Jackson Dumo Lodiong Lodiong, Izudi Jonathan, Amanee Elias Lumori Boniface
Department of Internal Medicine, Mbarara University of Science and Technology, Mbarara, Uganda.
Department of Community Health, Mbarara University of Science and Technology, Mbarara, Uganda.
J Clin Tuberc Other Mycobact Dis. 2024 Nov 24;37:100499. doi: 10.1016/j.jctube.2024.100499. eCollection 2024 Dec.
In Uganda, people with multi-drug resistant and rifampicin-resistant tuberculosis (MDR/RR-TB) have been treated with a bedaquiline-based regimen since 2020. Still, their treatment outcomes have not been rigorously studied. We describe the treatment outcomes of people with MDR/RR-TB treated with a bedaquiline-based regimen and analyze the factors associated with their treatment success at three referral hospitals in Uganda.
We retrospectively reviewed medical records for people with MDR/RR-TB treated with a bedaquiline-based regimen between January 2020 and December 2021 at 3 referral hospitals. Treatment success was defined as cure or treatment completion on a binary scale at the end of the MDR/RR-TB treatment. Factors independently associated with treatment success were analyzed using the modified Poisson regression analysis with robust standard errors, reported as risk ratio (RR) and 95% confidence interval (CI). Analyses were performed at a 5% level of statistical significance.
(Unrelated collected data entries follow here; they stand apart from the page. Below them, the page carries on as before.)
use anyhow::Context;
use rustls::{client::WebPkiVerifier, RootCertStore};

/// (m)TLS based on SGX remote attestation.
pub mod attestation;
/// mTLS based on a shared `RootSeed`.
pub mod shared_seed;

pub fn lexe_verifier(
    lexe_ca_cert: &rustls::Certificate,
) -> anyhow::Result<WebPkiVerifier> {
    let mut lexe_roots = RootCertStore::empty();
    lexe_roots
        .add(lexe_ca_cert)
        .context("Failed to deserialize lexe trust anchor")?;
    // TODO(phlip9): our web-facing certs will actually support cert
    // transparency
    let lexe_ct_policy = None;
    let lexe_verifier = WebPkiVerifier::new(lexe_roots, lexe_ct_policy);
    Ok(lexe_verifier)
}

// TODO(phlip9): need to replace this when we get the Lexe CA certs wired
// through
pub(crate) fn dummy_lexe_ca_cert() -> rustls::Certificate {
    let dns_names = vec!["localhost".to_owned()];
    let cert_params = rcgen::CertificateParams::new(dns_names);
    let fake_lexe_cert = rcgen::Certificate::from_params(cert_params).unwrap();
    rustls::Certificate(fake_lexe_cert.serialize_der().unwrap())
}
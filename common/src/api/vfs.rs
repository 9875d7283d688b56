
use serde::{Deserialize, Serialize};

/// Contains the basic components common to [`NodeFile`] and `LspFile`,
/// useful whenever it is necessary to abstract over both types.
pub struct BasicFile {
    pub dirname: String,
    pub filename: String,
    pub data: Vec<u8>,
}

/// Uniquely identifies a directory in the virtual file system.
///
/// This struct exists mainly so that `serde_qs` can use it as a query parameter
/// struct to fetch files by directory.
#[derive(Clone, Debug, Eq, PartialEq, Hash, Deserialize, Serialize)]
pub struct NodeDirectory {
    pub dirname: String,
}

/// Uniquely identifies a file in the virtual file system.
///
/// This struct exists mainly so that `serde_qs` can use it as a query parameter
/// struct to fetch files by id.
#[derive(Clone, Debug, Eq, PartialEq, Deserialize, Serialize)]
pub struct NodeFileId {
    // Flattened because serde_qs requires non-nested structs
    #[serde(flatten)]
    pub dir: NodeDirectory,
    pub filename: String,
}

/// Represents a file in the virtual file system. The `data` field is almost
/// always encrypted.
#[derive(Clone, Debug, Eq, PartialEq, Serialize, Deserialize)]
pub struct NodeFile {
    // Flattened because serde_qs requires non-nested structs
    #[serde(flatten)]
    pub id: NodeFileId,
    pub data: Vec<u8>,
}

impl NodeFileId {
    pub fn new(dirname: String, filename: String) -> Self {
        Self {
            dir: NodeDirectory { dirname },
            filename,
        }
    }
}

impl NodeFile {
    pub fn new(dirname: String, filename: String, data: Vec<u8>) -> Self {
        Self {
            id: NodeFileId {
                dir: NodeDirectory { dirname },
                filename,
            },
            data,
        }
    }
}

impl From<BasicFile> for NodeFile {
    fn from(
        BasicFile {
            dirname,
            filename,
            data,
        }: BasicFile,
    ) -> Self {
        Self {
            id: NodeFileId {
                dir: NodeDirectory { dirname },
                filename,
            },
            data,
        }
    }
}

impl From<NodeFile> for BasicFile {
    fn from(node_file: NodeFile) -> Self {
        Self {
            dirname: node_file.id.dir.dirname,
            filename: node_file.id.filename,
            data: node_file.data,
        }
    }
}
Of 71 participants aged ≥ 15 years, 13 (18.3 %) completed treatment, 46 (64.8) were cured, 8 (11.3) died, and 4 were lost to follow-up. Overall, 59 (83.1) were successfully treated. Current alcohol consumption (adjusted RR [aRR] 0. 78, 95 % CI 0.60-0. 99) and high aspartate aminotransferase levels (aRR 0.77, 95 % CI 0.60-0.98) were associated with a lower treatment success.
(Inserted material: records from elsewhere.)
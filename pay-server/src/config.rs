//! Typed startup configuration (§6): every required environment variable is
//! read exactly once, here, and a missing or malformed one is a fatal
//! startup error (§6 "Exit codes").

use std::net::SocketAddr;

use anyhow::{bail, Context};
use pay_scheduler::FailurePolicy;

pub struct Config {
    pub database_url: String,
    pub listen_addr: SocketAddr,
    pub callback_base_url: String,
    pub gateway_sandbox_base_url: String,
    pub gateway_production_base_url: String,
    pub secret_store_addr: String,
    pub bootstrap_signing_secret: String,
    pub subscription_failure_policy: FailurePolicy,
}

impl Config {
    pub fn from_env() -> anyhow::Result<Self> {
        let database_url = required("DATABASE_URL")?;
        let service_port: u16 = required("SERVICE_PORT")?
            .parse()
            .context("SERVICE_PORT must be a valid port number")?;
        let callback_base_url = required("CALLBACK_BASE_URL")?;
        let gateway_sandbox_base_url = required("GATEWAY_SANDBOX_BASE_URL")?;
        let gateway_production_base_url = required("GATEWAY_PRODUCTION_BASE_URL")?;
        let secret_store_addr = required("SECRET_STORE_ADDR")?;
        let bootstrap_signing_secret = required("BOOTSTRAP_SIGNING_SECRET")?;
        let subscription_failure_policy = match optional("SUBSCRIPTION_FAILURE_POLICY") {
            None => FailurePolicy::Forward,
            Some(raw) => parse_failure_policy(&raw)?,
        };

        Ok(Self {
            database_url,
            listen_addr: SocketAddr::from(([0, 0, 0, 0], service_port)),
            callback_base_url,
            gateway_sandbox_base_url,
            gateway_production_base_url,
            secret_store_addr,
            bootstrap_signing_secret,
            subscription_failure_policy,
        })
    }
}

fn required(name: &'static str) -> anyhow::Result<String> {
    std::env::var(name).with_context(|| format!("missing required env var {name}"))
}

fn optional(name: &'static str) -> Option<String> {
    std::env::var(name).ok()
}

fn parse_failure_policy(raw: &str) -> anyhow::Result<FailurePolicy> {
    match raw {
        "forward" => Ok(FailurePolicy::Forward),
        "skip" => Ok(FailurePolicy::Skip),
        "pause" => Ok(FailurePolicy::Pause),
        other => bail!("SUBSCRIPTION_FAILURE_POLICY must be one of forward/skip/pause, got {other}"),
    }
}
The treatment success among people with MDR/RR-TB on a bedaquiline-based regimen was relatively high. High AST levels and alcohol consumption are associated with a lower treatment success. There is a need to strengthen psychosocial support regarding the harmful effects of alcohol consumption and its interaction with drugs, including routine monitoring of liver function to enhance the TB treatment success.Our study is the first to describe treatment success among people with MDR/RR-TB in three large hospitals in Uganda, this provides a good picture of treatment success among people with MDR/RR-TB on bedaquiline-based regimens in the country. The weaknesses are the smaller sample size, we analyzed data spanning a relatively shorter period, and alcohol use was measured by self-reporting, this might have underestimated its association with treatment success.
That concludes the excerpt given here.